Algeria Certifies First Drone Pilot Training Centre

For years, anyone wanting to fly a drone professionally in Algeria did so without a formal certification pathway. That gap is now closing. The Centre for Industrial Technology Research (CRTI), through its subsidiary EPE CRTI SKY-TEC ENGINEERING SPA, has become the first accredited institution in Algeria authorized to train and certify drone pilots, a milestone that places the country firmly within Africa’s expanding unmanned aviation landscape.

The accreditation, issued by the National Centre for Unmanned Aircraft Systems (CNASPB), formalizes a national regulatory structure governing civil drone operations, including training, certification, and operational compliance across categories 1 and 2.  Algeria’s Minister of Higher Education and Scientific Research, Kamal Badari, described it as “a qualitative step towards strengthening national capabilities in drone technologies and keeping pace with the digital and technological transformations that our country is witnessing.”

CRTI Director Dr. Riad Badji said the certification follows years of technical and regulatory work aimed at establishing a structured ecosystem for drone use, stressing that drone operation is no longer informal and that any operator must now be trained, assessed, and certified under the new framework.  Badari added that the achievement was the result of “continuous efforts and fruitful cooperation with the National Center for Airborne Drone Systems.”

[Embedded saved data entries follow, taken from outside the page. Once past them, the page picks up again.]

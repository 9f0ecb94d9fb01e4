use contracts::domain::a003_amazon_profile::aggregate::{AmazonProfile, FulfillmentBy};
use contracts::domain::a006_catalog_product::aggregate::{CatalogProduct, CatalogProductId};
use contracts::enums::OperationType;

use crate::shared::mws::{FieldMap, FieldValue, XmlNode};

use super::mappers::{MappingContext, ProductMapper};

const DOCUMENT_VERSION: &str = "1.01";
const SCHEMA_LOCATION: &str = "amzn-envelope.xsd";
const XSI_NAMESPACE: &str = "http://www.w3.org/2001/XMLSchema-instance";

/// Render one field as an XML element. Maps become nested elements,
/// lists repeat the element name.
fn field_to_nodes(name: &str, value: &FieldValue) -> Vec<XmlNode> {
    match value {
        FieldValue::Map(entries) => {
            let mut node = XmlNode::new(name);
            for (key, inner) in entries {
                for child in field_to_nodes(key, inner) {
                    node.push(child);
                }
            }
            vec![node]
        }
        FieldValue::List(items) => items
            .iter()
            .flat_map(|item| field_to_nodes(name, item))
            .collect(),
        scalar => vec![XmlNode::elem(name, scalar.render())],
    }
}

/// Feed envelope under construction. Message IDs are assigned from 1
/// in submission order; the products behind each message are recorded
/// so processing results can be traced back later.
pub struct FeedEnvelope {
    merchant_identifier: String,
    message_type: String,
    purge_and_replace: bool,
    messages: Vec<XmlNode>,
    products: Vec<(i64, CatalogProductId)>,
}

impl FeedEnvelope {
    pub fn new(merchant_identifier: impl Into<String>, message_type: impl Into<String>) -> Self {
        Self {
            merchant_identifier: merchant_identifier.into(),
            message_type: message_type.into(),
            purge_and_replace: false,
            messages: Vec::new(),
            products: Vec::new(),
        }
    }

    pub fn purge_and_replace(mut self, enabled: bool) -> Self {
        self.purge_and_replace = enabled;
        self
    }

    /// Append a payload message and return its assigned message ID
    pub fn add_message(
        &mut self,
        operation: OperationType,
        payload: XmlNode,
        product: Option<CatalogProductId>,
    ) -> i64 {
        let message_id = self.messages.len() as i64 + 1;
        let mut message = XmlNode::new("Message")
            .with_child(XmlNode::elem("MessageID", message_id.to_string()))
            .with_child(XmlNode::elem("OperationType", operation.as_str()));
        message.push(payload);
        self.messages.push(message);
        if let Some(product) = product {
            self.products.push((message_id, product));
        }
        message_id
    }

    pub fn is_empty(&self) -> bool {
        self.messages.is_empty()
    }

    /// Message-to-product trace recorded while the envelope was built
    pub fn product_messages(&self) -> &[(i64, CatalogProductId)] {
        &self.products
    }

    pub fn build(&self) -> XmlNode {
        let mut envelope = XmlNode::new("AmazonEnvelope")
            .with_attr("xmlns:xsi", XSI_NAMESPACE)
            .with_attr("xsi:noNamespaceSchemaLocation", SCHEMA_LOCATION)
            .with_child(
                XmlNode::new("Header")
                    .with_child(XmlNode::elem("DocumentVersion", DOCUMENT_VERSION))
                    .with_child(XmlNode::elem(
                        "MerchantIdentifier",
                        self.merchant_identifier.clone(),
                    )),
            )
            .with_child(XmlNode::elem("MessageType", self.message_type.clone()))
            .with_child(XmlNode::elem(
                "PurgeAndReplace",
                if self.purge_and_replace { "true" } else { "false" },
            ));
        for message in &self.messages {
            envelope.push(message.clone());
        }
        envelope
    }
}

/// Builds Product feed envelopes from catalog products and their
/// profiles
pub struct ProductFeedWriter {
    mapper: ProductMapper,
}

impl ProductFeedWriter {
    pub fn new(mapper: ProductMapper) -> Self {
        Self { mapper }
    }

    pub fn write(
        &self,
        merchant_identifier: &str,
        items: &[(CatalogProduct, AmazonProfile)],
        purge_and_replace: bool,
    ) -> FeedEnvelope {
        let mut envelope = FeedEnvelope::new(merchant_identifier, "Product")
            .purge_and_replace(purge_and_replace);
        for (product, profile) in items {
            let ctx = MappingContext { product, profile };
            let mut payload = XmlNode::new("Product");
            for (name, value) in self.mapper.base_fields(&ctx).iter() {
                for node in field_to_nodes(name, value) {
                    payload.push(node);
                }
            }
            let description = self.mapper.description_fields(&ctx);
            if !description.is_empty() {
                let mut description_data = XmlNode::new("DescriptionData");
                for (name, value) in description.iter() {
                    for node in field_to_nodes(name, value) {
                        description_data.push(node);
                    }
                }
                payload.push(description_data);
            }
            envelope.add_message(OperationType::Update, payload, Some(product.base.id));
        }
        envelope
    }
}

impl Default for ProductFeedWriter {
    fn default() -> Self {
        Self::new(ProductMapper::new())
    }
}

/// Builds Inventory feed envelopes that move products between the
/// merchant and Amazon fulfillment networks
pub struct InventoryFeedWriter;

impl InventoryFeedWriter {
    /// One message per SKU. `fulfillment_center_id` names the regional
    /// network the product switches into.
    pub fn write(
        merchant_identifier: &str,
        items: &[(CatalogProductId, String, String)],
        switch_to: FulfillmentBy,
    ) -> FeedEnvelope {
        let mut envelope = FeedEnvelope::new(merchant_identifier, "Inventory");
        for (product, sku, fulfillment_center_id) in items {
            let payload = XmlNode::new("Inventory")
                .with_child(XmlNode::elem("SKU", sku.clone()))
                .with_child(XmlNode::elem(
                    "FulfillmentCenterID",
                    fulfillment_center_id.clone(),
                ))
                .with_child(XmlNode::elem("Lookup", "FulfillmentNetwork"))
                .with_child(XmlNode::elem("SwitchFulfillmentTo", switch_to.as_str()));
            envelope.add_message(OperationType::Update, payload, Some(*product));
        }
        envelope
    }
}

#[cfg(test)]
mod tests {
    use super::*;

    fn sample_items() -> Vec<(CatalogProduct, AmazonProfile)> {
        let mut product = CatalogProduct::new_for_insert(
            "Leather wallet".into(),
            Some("883028551234".into()),
        );
        product.brand = Some("Acme".into());
        let profile = AmazonProfile::new_for_insert(product.base.id, "WALLET-1".into());
        vec![(product, profile)]
    }

    #[test]
    fn envelope_carries_header_and_schema_location() {
        let writer = ProductFeedWriter::default();
        let items = sample_items();
        let envelope = writer.write("SELLER-1", &items, false).build();
        assert_eq!(envelope.attr("xsi:noNamespaceSchemaLocation"), Some(SCHEMA_LOCATION));
        let header = envelope.child("Header").unwrap();
        assert_eq!(header.child_text("DocumentVersion"), Some("1.01"));
        assert_eq!(header.child_text("MerchantIdentifier"), Some("SELLER-1"));
        assert_eq!(envelope.child_text("MessageType"), Some("Product"));
        assert_eq!(envelope.child_text("PurgeAndReplace"), Some("false"));
    }

    #[test]
    fn message_ids_start_at_one_and_trace_products() {
        let writer = ProductFeedWriter::default();
        let mut items = sample_items();
        items.extend(sample_items());
        let envelope = writer.write("SELLER-1", &items, false);
        let built = envelope.build();
        let ids: Vec<_> = built
            .children_named("Message")
            .filter_map(|m| m.child_text("MessageID"))
            .collect();
        assert_eq!(ids, vec!["1", "2"]);
        assert_eq!(envelope.product_messages().len(), 2);
        assert_eq!(envelope.product_messages()[0].0, 1);
        assert_eq!(envelope.product_messages()[1].0, 2);
    }

    #[test]
    fn product_message_nests_description_data() {
        let writer = ProductFeedWriter::default();
        let items = sample_items();
        let envelope = writer.write("SELLER-1", &items, false).build();
        let message = envelope.child("Message").unwrap();
        assert_eq!(message.child_text("OperationType"), Some("Update"));
        let product = message.child("Product").unwrap();
        assert_eq!(product.child_text("SKU"), Some("WALLET-1"));
        let spid = product.child("StandardProductID").unwrap();
        assert_eq!(spid.child_text("Type"), Some("UPC"));
        assert_eq!(spid.child_text("Value"), Some("883028551234"));
        let description = product.child("DescriptionData").unwrap();
        assert_eq!(description.child_text("Title"), Some("Leather wallet"));
        assert_eq!(description.child_text("Brand"), Some("Acme"));
    }

    #[test]
    fn inventory_messages_switch_fulfillment_network() {
        let product = CatalogProductId::new_v4();
        let items = vec![(product, "WALLET-1".to_string(), "AMAZON_NA".to_string())];
        let envelope =
            InventoryFeedWriter::write("SELLER-1", &items, FulfillmentBy::Amazon).build();
        assert_eq!(envelope.child_text("MessageType"), Some("Inventory"));
        let inventory = envelope.child("Message").unwrap().child("Inventory").unwrap();
        assert_eq!(inventory.child_text("SKU"), Some("WALLET-1"));
        assert_eq!(inventory.child_text("FulfillmentCenterID"), Some("AMAZON_NA"));
        assert_eq!(inventory.child_text("Lookup"), Some("FulfillmentNetwork"));
        assert_eq!(inventory.child_text("SwitchFulfillmentTo"), Some("AFN"));
    }
}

The training programme is structured according to user profile, ranging from 8–10 days for amateur operators to up to two months for professional trainees following technical evaluation. The centre has developed dedicated infrastructure, including simulation facilities, classrooms, and field training zones, to support both theoretical and applied instruction.  SKY-TEC ENGINEERING is now qualified to deliver these programmes to remote pilots serving economic institutions, public bodies, government departments, and individuals seeking professional drone competency.

The accreditation does not come in isolation. Algeria launched its first Master’s programme in drone control and jamming systems at the University of Houari Boumediene at the start of the 2025/2026 academic year, with an inaugural cohort of 30 students drawn from electronics, electrical engineering, telecommunications, and automation disciplines, graduates of which will be automatically recruited into CRTI and affiliated structures.  Together, the two initiatives signal a deliberate national strategy to cultivate homegrown expertise across the drone sector’s civilian and defence dimensions.

The CRTI has made clear it does not intend to monopolise the space. Several higher education institutions are already pursuing the same accreditation, and the CRTI director has acknowledged that a single structure cannot meet national demand alone.

Officials say the initiative is expected to have significant economic implications, particularly in agriculture, where drones are increasingly deployed for precision farming, crop monitoring, and large-scale land management, aligning with broader food security strategies.  Beyond agriculture, drones are transforming mining, infrastructure inspection, environmental monitoring, logistics, and emergency response, sectors in which Algeria has growing strategic interests.

Algeria’s move reflects a broader continental shift. South Africa remains one of Africa’s most developed drone markets, with Civil Aviation Authority-approved training academies producing licensed operators for commercial and industrial use, backed by one of the continent’s most comprehensive UAV regulatory frameworks. Rwanda has emerged as a continental leader in drone innovation, combining medical supply delivery operations with sustained investment in aviation training infrastructure. In West Africa, Nigeria has expanded drone training through institutions approved by the Nigerian Civil Aviation Authority, driven by demand from the oil and gas, agriculture, and mapping sectors.

Across Africa, governments are increasingly recognising that acquiring drone technology is only half the equation, building the local talent to operate, maintain, and innovate around it is equally vital. For Algeria, the licensing of SKY-TEC ENGINEERING represents more than a regulatory box ticked. It marks the country’s ambition to anchor itself as a future hub for drone training, research, and technological development in North Africa, with a clear eye on the fast-growing global UAV industry.